Creating a dataset programmatically requires two steps: uploading and registration.

Upload Dataset#

You can use both the Hugging Face CLI and SDK to create datasets for use in the NeMo Microservices Platform.

# Set the namespace and dataset name
NAMESPACE=<your_namespace>
DATASET_NAME=<your_dataset_name>

# Upload the dataset
huggingface-cli upload \
 --repo-type dataset ${NAMESPACE}/${DATASET_NAME} \
 /your/local/file remote/filename
from huggingface_hub import HfApi, upload_file
import os

# Configure microservice host URLs
DATA_STORE_BASE_URL = os.getenv("DATA_STORE_BASE_URL")

# Define entity details
NAMESPACE = os.getenv("NAMESPACE", "default")
DATASET_NAME = "test-dataset"

# Provide HF token
HF_TOKEN = os.getenv("HF_TOKEN")

try:
   # Initialize Hugging Face API client
   # Note: A valid token is required for most operations
   hf_api = HfApi(endpoint=f"{DATA_STORE_BASE_URL}/v1/hf", token=HF_TOKEN)
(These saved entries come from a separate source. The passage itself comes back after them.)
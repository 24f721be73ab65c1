//! SearchEngine: the public entry point
//!
//! Ties together the indexer, the searcher, the deferred job queue and the
//! per-table field registry. Build one with `SearchEngine::builder`.
//!
//! # Deferral
//!
//! `index(.., defer = true)` schedules an `IndexJob` on the configured queue
//! instead of indexing inline. When the store reports an open host
//! transaction the job is always deferred and tagged transactional, so it
//! only runs once that transaction commits.

use std::sync::Arc;

use termdex_core::{
    EntityRef, EntityRepository, FieldRef, IndexStore, Posting, Record, Result,
};
use tracing::debug;

use crate::background::BackgroundQueue;
use crate::config::SearchConfig;
use crate::deferred::{IndexJob, InlineQueue, JobQueue};
use crate::hooks::SearchRegistry;
use crate::indexer::{IndexReport, Indexer, UnindexReport};
use crate::retry::{RetryPolicy, Sleeper, ThreadSleeper};
use crate::search::{ScoredEntity, SearchRequest, Searcher};

/// Which queue deferred jobs go to
enum QueueChoice {
    Background,
    Inline,
    Custom(Arc<dyn JobQueue>),
}

/// Builder for `SearchEngine`
pub struct SearchEngineBuilder {
    store: Arc<dyn IndexStore>,
    repository: Arc<dyn EntityRepository>,
    config: SearchConfig,
    sleeper: Arc<dyn Sleeper>,
    queue: QueueChoice,
}

impl SearchEngineBuilder {
    /// Use `config` instead of the defaults
    pub fn config(mut self, config: SearchConfig) -> Self {
        self.config = config;
        self
    }

    /// Wait between retries with `sleeper`
    pub fn sleeper(mut self, sleeper: Arc<dyn Sleeper>) -> Self {
        self.sleeper = sleeper;
        self
    }

    /// Run deferred jobs on the calling thread (the default is background
    /// worker threads)
    pub fn inline_queue(mut self) -> Self {
        self.queue = QueueChoice::Inline;
        self
    }

    /// Hand deferred jobs to a host-provided queue
    pub fn job_queue(mut self, queue: Arc<dyn JobQueue>) -> Self {
        self.queue = QueueChoice::Custom(queue);
        self
    }

    /// Validate the configuration and build the engine
    pub fn build(self) -> Result<SearchEngine> {
        self.config.validate()?;

        let retry = RetryPolicy::with_sleeper(self.config.retry.clone(), self.sleeper);
        let indexer = Arc::new(Indexer::new(Arc::clone(&self.store), retry));
        let searcher = Searcher::new(Arc::clone(&self.store), Arc::clone(&self.repository));

        let mut background = None;
        let queue: Arc<dyn JobQueue> = match self.queue {
            QueueChoice::Background => {
                let workers = Arc::new(BackgroundQueue::new(
                    Arc::clone(&self.store),
                    indexer.clone(),
                    &self.config,
                ));
                background = Some(Arc::clone(&workers));
                workers
            }
            QueueChoice::Inline => Arc::new(InlineQueue::new(
                Arc::clone(&self.store),
                indexer.clone(),
            )),
            QueueChoice::Custom(queue) => queue,
        };

        Ok(SearchEngine {
            config: self.config,
            store: self.store,
            indexer,
            searcher,
            queue,
            background,
            registry: SearchRegistry::new(),
        })
    }
}

/// Full-text index over host records
pub struct SearchEngine {
    config: SearchConfig,
    store: Arc<dyn IndexStore>,
    indexer: Arc<Indexer>,
    searcher: Searcher,
    queue: Arc<dyn JobQueue>,
    background: Option<Arc<BackgroundQueue>>,
    registry: SearchRegistry,
}

impl SearchEngine {
    /// Start building an engine over `store` and `repository`
    pub fn builder(
        store: Arc<dyn IndexStore>,
        repository: Arc<dyn EntityRepository>,
    ) -> SearchEngineBuilder {
        SearchEngineBuilder {
            store,
            repository,
            config: SearchConfig::default(),
            sleeper: Arc::new(ThreadSleeper),
            queue: QueueChoice::Background,
        }
    }

    /// Active configuration
    pub fn config(&self) -> &SearchConfig {
        &self.config
    }

    /// Indexable fields per table
    pub fn registry(&self) -> &SearchRegistry {
        &self.registry
    }

    /// The indexer doing the writes
    pub fn indexer(&self) -> &Arc<Indexer> {
        &self.indexer
    }

    /// Declare the indexable fields of `table`
    pub fn register<I, S>(&self, table: &str, fields: I) -> Result<()>
    where
        I: IntoIterator<Item = S>,
        S: AsRef<str>,
    {
        self.registry.register(table, fields)
    }

    /// Retract and re-index `record`, inline or through the job queue
    ///
    /// Either way the postings reflect `record` as passed in. A deferred job
    /// carries the terms resolved here and never reads the record back.
    ///
    /// # Errors
    ///
    /// A configuration error if a field does not fit the record, checked
    /// before anything is retracted or scheduled. When run inline, also a
    /// `TransactionAborted` once the retry budget is spent.
    pub fn index(&self, record: &dyn Record, fields: &[FieldRef], defer: bool) -> Result<()> {
        let transactional = self.store.in_transaction();
        if !(defer || transactional) {
            self.indexer.reindex(record, fields)?;
            return Ok(());
        }

        let job = IndexJob::from_record(record, fields)?;
        debug!(
            target: "termdex::index",
            entity = %job.entity,
            terms = job.terms.len(),
            queue = %self.config.queue_name,
            transactional,
            "Deferring unindex and reindex"
        );
        self.queue.enqueue(&self.config.queue_name, job, transactional)
    }

    /// Retract and re-index `record` on the calling thread
    pub fn reindex_now(&self, record: &dyn Record, fields: &[FieldRef]) -> Result<IndexReport> {
        self.indexer.reindex(record, fields)
    }

    /// Retract every posting of `entity`
    pub fn unindex(&self, entity: &EntityRef) -> Result<UnindexReport> {
        self.indexer.unindex(entity)
    }

    /// Execute a deferred job (for host-side queue workers)
    pub fn run_job(&self, job: &IndexJob) -> Result<IndexReport> {
        self.indexer.run_job(job)
    }

    /// Ranked, filtered records of one result page
    pub fn search(&self, request: &SearchRequest) -> Result<Vec<Arc<dyn Record>>> {
        self.searcher.search(request)
    }

    /// Ranked ids and scores of one result page, filters not applied
    pub fn rank(&self, request: &SearchRequest) -> Result<Vec<ScoredEntity>> {
        self.searcher.rank(request)
    }

    /// Postings currently held for `entity`
    pub fn postings_for(&self, entity: &EntityRef) -> Result<Vec<Posting>> {
        self.store.postings_for_entity(entity)
    }

    /// Global count of `term`, `None` if it was never indexed
    pub fn term_count(&self, term: &str) -> Result<Option<i64>> {
        self.store.term_count(term)
    }

    /// Total number of postings
    pub fn posting_count(&self) -> Result<usize> {
        self.store.posting_count()
    }

    /// Block until background queues are idle (no-op for other queues)
    pub fn drain(&self) {
        if let Some(background) = &self.background {
            background.drain();
        }
    }

    /// Stop background workers after finishing queued jobs
    pub fn shutdown(&self) {
        if let Some(background) = &self.background {
            background.shutdown();
        }
    }
}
   # Set the dataset repository details
   repo_id = f"{NAMESPACE}/{DATASET_NAME}"
   path_to_local_file = "./data/training_data.json"
   file_name = "training_data.json"  

   # Upload the dataset
   # This will create the repository if it doesn't exist
   hf_api.upload_file(
       repo_type="dataset",
       repo_id=repo_id,
       revision="main",
       path_or_fileobj=path_to_local_file,
       path_in_repo=file_name
   )
   print(f"Successfully uploaded dataset to {repo_id}")

except Exception as e:
   print(f"Error uploading dataset: {str(e)}")
   raise

Register Dataset#

Register the dataset with NeMo Entity Store so it can be retrieved by other microservices. You must at least provide the name, namespace, and files_url (formulated as hf://datasets/{namespace}/{dataset_name}).

  1. Make a POST request to the /v1/datasets endpoint.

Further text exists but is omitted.